PROBLEM DESCRIPTION — In the entries that follow, which lines hold the string "reverse"? List them.

Saved entries

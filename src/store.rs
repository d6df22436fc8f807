//! Repository for per-student progress, assessment history and badge counters.

use std::collections::HashMap;

use async_trait::async_trait;
use chrono::{DateTime, Utc};
use tokio::sync::Mutex;
use uuid::Uuid;

use crate::error::Result;
use crate::models::{Assessment, CounterChange, StudentCounters, StudentKey, StudentProgress};

/// Storage operations for progress tracking, scoped by tenant and student.
///
/// Implementations must make `record_assessment` and `apply_counter_change`
/// atomic per student: two concurrent assessments of the same skill must
/// both count towards `attempts`.
#[async_trait]
pub trait ProgressStore: Send + Sync {
    /// Create or replace the progress record for one skill and append the
    /// assessment to the history. Returns the stored record.
    async fn record_assessment(
        &self,
        key: &StudentKey,
        skill_id: &str,
        level: u8,
        coach_notes: Option<&str>,
        at: DateTime<Utc>,
    ) -> Result<StudentProgress>;

    async fn get_progress(&self, key: &StudentKey, skill_id: &str)
        -> Result<Option<StudentProgress>>;

    async fn list_progress(&self, key: &StudentKey) -> Result<Vec<StudentProgress>>;

    /// Newest first.
    async fn recent_assessments(&self, key: &StudentKey, limit: usize) -> Result<Vec<Assessment>>;

    /// Counters for the student, created with zeroed defaults on first access.
    async fn get_or_create_counters(&self, key: &StudentKey) -> Result<StudentCounters>;

    async fn apply_counter_change(
        &self,
        key: &StudentKey,
        change: &CounterChange,
    ) -> Result<StudentCounters>;

    /// Returns true when the badge was not already earned.
    async fn add_earned_badge(&self, key: &StudentKey, badge_id: &str) -> Result<bool>;
}

#[derive(Default)]
struct MemoryState {
    progress: HashMap<(StudentKey, String), StudentProgress>,
    assessments: HashMap<StudentKey, Vec<Assessment>>,
    counters: HashMap<StudentKey, StudentCounters>,
}

/// Process-local store for tests and single-process use.
#[derive(Default)]
pub struct MemoryStore {
    state: Mutex<MemoryState>,
}

impl MemoryStore {
    pub fn new() -> Self {
        Self::default()
    }
}

#[async_trait]
impl ProgressStore for MemoryStore {
    async fn record_assessment(
        &self,
        key: &StudentKey,
        skill_id: &str,
        level: u8,
        coach_notes: Option<&str>,
        at: DateTime<Utc>,
    ) -> Result<StudentProgress> {
        let mut state = self.state.lock().await;
        let notes = coach_notes.map(str::to_string);

        let record = state
            .progress
            .entry((key.clone(), skill_id.to_string()))
            .and_modify(|existing| {
                existing.current_level = level;
                existing.attempts += 1;
                existing.last_assessed = at;
                existing.coach_notes = notes.clone();
            })
            .or_insert_with(|| StudentProgress {
                student_id: key.student.clone(),
                skill_id: skill_id.to_string(),
                current_level: level,
                attempts: 1,
                last_assessed: at,
                coach_notes: notes.clone(),
            })
            .clone();

        state
            .assessments
            .entry(key.clone())
            .or_default()
            .push(Assessment {
                id: Uuid::new_v4(),
                student_id: key.student.clone(),
                skill_id: skill_id.to_string(),
                level,
                coach_notes: notes,
                assessed_at: at,
            });

        Ok(record)
    }

    async fn get_progress(
        &self,
        key: &StudentKey,
        skill_id: &str,
    ) -> Result<Option<StudentProgress>> {
        let state = self.state.lock().await;
        Ok(state
            .progress
            .get(&(key.clone(), skill_id.to_string()))
            .cloned())
    }

    async fn list_progress(&self, key: &StudentKey) -> Result<Vec<StudentProgress>> {
        let state = self.state.lock().await;
        let mut records: Vec<StudentProgress> = state
            .progress
            .iter()
            .filter(|((owner, _), _)| owner == key)
            .map(|(_, record)| record.clone())
            .collect();
        records.sort_by(|a, b| a.skill_id.cmp(&b.skill_id));
        Ok(records)
    }

    async fn recent_assessments(&self, key: &StudentKey, limit: usize) -> Result<Vec<Assessment>> {
        let state = self.state.lock().await;
        let mut history = state.assessments.get(key).cloned().unwrap_or_default();
        // Stable sort keeps insertion order for equal timestamps; reverse puts newest first.
        history.sort_by(|a, b| a.assessed_at.cmp(&b.assessed_at));
        history.reverse();
        history.truncate(limit);
        Ok(history)
    }

    async fn get_or_create_counters(&self, key: &StudentKey) -> Result<StudentCounters> {
        let mut state = self.state.lock().await;
        Ok(state.counters.entry(key.clone()).or_default().clone())
    }

    async fn apply_counter_change(
        &self,
        key: &StudentKey,
        change: &CounterChange,
    ) -> Result<StudentCounters> {
        let mut state = self.state.lock().await;
        let counters = state.counters.entry(key.clone()).or_default();
        change.apply(counters);
        Ok(counters.clone())
    }

    async fn add_earned_badge(&self, key: &StudentKey, badge_id: &str) -> Result<bool> {
        let mut state = self.state.lock().await;
        Ok(state
            .counters
            .entry(key.clone())
            .or_default()
            .badges_earned
            .insert(badge_id.to_string()))
    }
}

#[cfg(test)]
mod tests {
    use std::sync::Arc;

    use chrono::Duration;

    use super::*;

    fn key(student: &str) -> StudentKey {
        StudentKey::new("riverside", student)
    }

    #[test]
    fn store_is_object_safe() {
        fn _takes_boxed(_: Box<dyn ProgressStore>) {}
    }

    #[tokio::test]
    async fn repeat_assessment_replaces_in_place() {
        let store = MemoryStore::new();
        let first = Utc::now() - Duration::minutes(5);
        let second = Utc::now();

        store
            .record_assessment(&key("mia"), "ws-treading", 2, Some("needs work"), first)
            .await
            .unwrap();
        let updated = store
            .record_assessment(&key("mia"), "ws-treading", 3, None, second)
            .await
            .unwrap();

        assert_eq!(updated.attempts, 2);
        assert_eq!(updated.current_level, 3);
        assert_eq!(updated.last_assessed, second);
        assert_eq!(updated.coach_notes, None);
        assert_eq!(store.list_progress(&key("mia")).await.unwrap().len(), 1);
    }

    #[tokio::test]
    async fn tenants_do_not_share_records() {
        let store = MemoryStore::new();
        store
            .record_assessment(&key("mia"), "en-25m", 4, None, Utc::now())
            .await
            .unwrap();

        let other = StudentKey::new("lakeside", "mia");
        assert!(store.get_progress(&other, "en-25m").await.unwrap().is_none());
        assert!(store.get_progress(&key("mia"), "en-25m").await.unwrap().is_some());
    }

    #[tokio::test]
    async fn concurrent_assessments_all_count() {
        let store = Arc::new(MemoryStore::new());
        let mut handles = Vec::new();
        for level in 1..=5u8 {
            let store = Arc::clone(&store);
            handles.push(tokio::spawn(async move {
                store
                    .record_assessment(&key("leo"), "st-backstroke", level, None, Utc::now())
                    .await
                    .unwrap();
            }));
        }
        for handle in handles {
            handle.await.unwrap();
        }

        let record = store
            .get_progress(&key("leo"), "st-backstroke")
            .await
            .unwrap()
            .unwrap();
        assert_eq!(record.attempts, 5);
    }

    #[tokio::test]
    async fn history_is_newest_first_and_limited() {
        let store = MemoryStore::new();
        let base = Utc::now();
        for (offset, skill) in ["dv-sitting", "dv-kneeling", "dv-standing"].iter().enumerate() {
            store
                .record_assessment(
                    &key("ava"),
                    skill,
                    2,
                    None,
                    base + Duration::minutes(offset as i64),
                )
                .await
                .unwrap();
        }

        let recent = store.recent_assessments(&key("ava"), 2).await.unwrap();
        assert_eq!(recent.len(), 2);
        assert_eq!(recent[0].skill_id, "dv-standing");
        assert_eq!(recent[1].skill_id, "dv-kneeling");
    }

    #[tokio::test]
    async fn counters_default_on_first_access() {
        let store = MemoryStore::new();
        let counters = store.get_or_create_counters(&key("new")).await.unwrap();
        assert_eq!(counters, StudentCounters::default());
    }

    #[tokio::test]
    async fn earned_badges_are_idempotent() {
        let store = MemoryStore::new();
        assert!(store.add_earned_badge(&key("ava"), "first_splash").await.unwrap());
        assert!(!store.add_earned_badge(&key("ava"), "first_splash").await.unwrap());

        let counters = store.get_or_create_counters(&key("ava")).await.unwrap();
        assert_eq!(counters.badges_earned.len(), 1);
    }
}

EXERCISE RESPONSE —
        // Stable sort keeps insertion order for equal timestamps; reverse puts newest first.
        history.reverse();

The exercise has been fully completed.